Counting only the lines below that contain the word "ListenCtx", what is the total? Give it with no other words.
---+---
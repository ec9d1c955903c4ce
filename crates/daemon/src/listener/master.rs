// SPDX-License-Identifier: BUSL-1.1
// Copyright (c) 2026 Alfred Jean LLC

//! Master protocol connection task (spec.md §4.6): a privileged peer asks
//! for user lookups, no SASL state involved.
//!
//! Concrete userdb backends are out of scope (spec.md §1's Non-goals cover
//! passdb and apply equally here), so a lookup is answered by checking
//! whether the primary passdb knows the user at all — `lookup_credentials`
//! returning `Some` stands in for a userdb hit. This is a simplification,
//! not a protocol shortcut: the wire shape (`USER`/`NOTFOUND`/`FAIL`) is
//! unaffected.

use std::sync::Arc;

use tokio::io::BufReader;
use tokio::net::UnixStream;

use authd_core::ConnectionId;
use authd_wire::{read_line, write_line, MasterReply, MasterUserRequest, Version, SERVER_VERSION};

use super::{ConnectionError, ListenCtx};

pub(crate) async fn handle(
    stream: UnixStream,
    id: ConnectionId,
    ctx: Arc<ListenCtx>,
) -> Result<(), ConnectionError> {
    let (read_half, mut write_half) = stream.into_split();
    let mut reader = BufReader::new(read_half);

    write_line(&mut write_half, &SERVER_VERSION.to_line(), ctx.inactivity_timeout).await?;
    let version_line = read_line(&mut reader, ctx.inactivity_timeout).await?;
    Version::parse_line(&version_line)?.check_compatible(SERVER_VERSION)?;

    loop {
        let line = read_line(&mut reader, ctx.inactivity_timeout).await?;
        let request = MasterUserRequest::parse(&line)?;
        let reply = resolve_user(&ctx.runtime, &request).await;
        write_line(&mut write_half, &reply.to_line(), ctx.inactivity_timeout).await?;
        tracing::debug!(%id, user = %request.user, "resolved master user lookup");
    }
}

async fn resolve_user(runtime: &authd_engine::Runtime, request: &MasterUserRequest) -> MasterReply {
    let Some(passdb) = runtime.passdbs.primary() else {
        return MasterReply::Fail { id: request.id };
    };
    match passdb.lookup_credentials(&request.user).await {
        Ok(Some(_)) => MasterReply::User { id: request.id, user: request.user.clone(), fields: Vec::new() },
        Ok(None) => MasterReply::NotFound { id: request.id },
        Err(_) => MasterReply::Fail { id: request.id },
    }
}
---+---
- RESULT OF THIS EXERCISE: 2